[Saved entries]
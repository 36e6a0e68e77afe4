//! # sensortagd: SensorTag monitor daemon
//!
//! Composition root that wires the adapters together and runs the monitor.
//!
//! ## Responsibilities
//! - Parse configuration (CLI args, env vars, config file)
//! - Install the tracing subscriber
//! - Initialize the `SQLite` metrics database and run migrations
//! - Open the BLE stack and subscribe to its events
//! - Run the monitor until SIGINT/SIGTERM, then disconnect the tag
//!
//! ## Dependency rule
//! This is the **only** crate that depends on all other crates.
//! It is the wiring layer; no domain logic belongs here.

mod config;

use anyhow::Context;
use clap::Parser;
use tracing_subscriber::EnvFilter;

use sensortag_adapter_ble::BleAdapterService;
use sensortag_adapter_storage_sqlite_sqlx::{Config as StorageConfig, SqliteMetricsSink};
use sensortag_app::monitor::Monitor;

use crate::config::{Args, Config};

#[tokio::main]
async fn main() -> anyhow::Result<()> {
    let args = Args::parse();
    let config = Config::load(&args).context("unable to load configuration")?;

    let filter = EnvFilter::try_new(&config.logging.filter)
        .with_context(|| format!("invalid log filter {:?}", config.logging.filter))?;
    tracing_subscriber::fmt().with_env_filter(filter).init();

    let monitor_config = config.monitor_config()?;
    tracing::info!(
        device = %monitor_config.target,
        interval_secs = config.monitor.interval_secs,
        output = %config.storage.path.display(),
        "sensortagd starting"
    );

    // Storage
    let db = StorageConfig::from_path(&config.storage.path)
        .build()
        .await
        .context("unable to open metrics database")?;
    let sink = SqliteMetricsSink::new(db.pool().clone());

    // Bluetooth
    let ble = BleAdapterService::new(config.ble.clone())
        .await
        .context("unable to open the bluetooth stack")?;
    let events = ble
        .events()
        .await
        .context("unable to subscribe to bluetooth events")?;

    Monitor::new(monitor_config, ble, sink)
        .run(events, shutdown_signal())
        .await
        .context("monitor stopped with an error")?;

    tracing::info!("sensortagd stopped");
    Ok(())
}

/// Resolve once SIGINT or SIGTERM is received.
async fn shutdown_signal() {
    let ctrl_c = async {
        if let Err(err) = tokio::signal::ctrl_c().await {
            tracing::error!(error = %err, "unable to listen for ctrl-c");
            std::future::pending::<()>().await;
        }
    };

    #[cfg(unix)]
    let terminate = async {
        match tokio::signal::unix::signal(tokio::signal::unix::SignalKind::terminate()) {
            Ok(mut signal) => {
                signal.recv().await;
            }
            Err(err) => {
                tracing::error!(error = %err, "unable to listen for SIGTERM");
                std::future::pending::<()>().await;
            }
        }
    };

    #[cfg(not(unix))]
    let terminate = std::future::pending::<()>();

    tokio::select! {
        () = ctrl_c => tracing::info!("interrupted"),
        () = terminate => tracing::info!("terminated"),
    }
}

» ASSIGNMENT: Check each line of the records above for "unable", and copy those that have it.

» COMPLETED EXERCISE:
    let config = Config::load(&args).context("unable to load configuration")?;
        .context("unable to open metrics database")?;
        .context("unable to open the bluetooth stack")?;
        .context("unable to subscribe to bluetooth events")?;
            tracing::error!(error = %err, "unable to listen for ctrl-c");
                tracing::error!(error = %err, "unable to listen for SIGTERM");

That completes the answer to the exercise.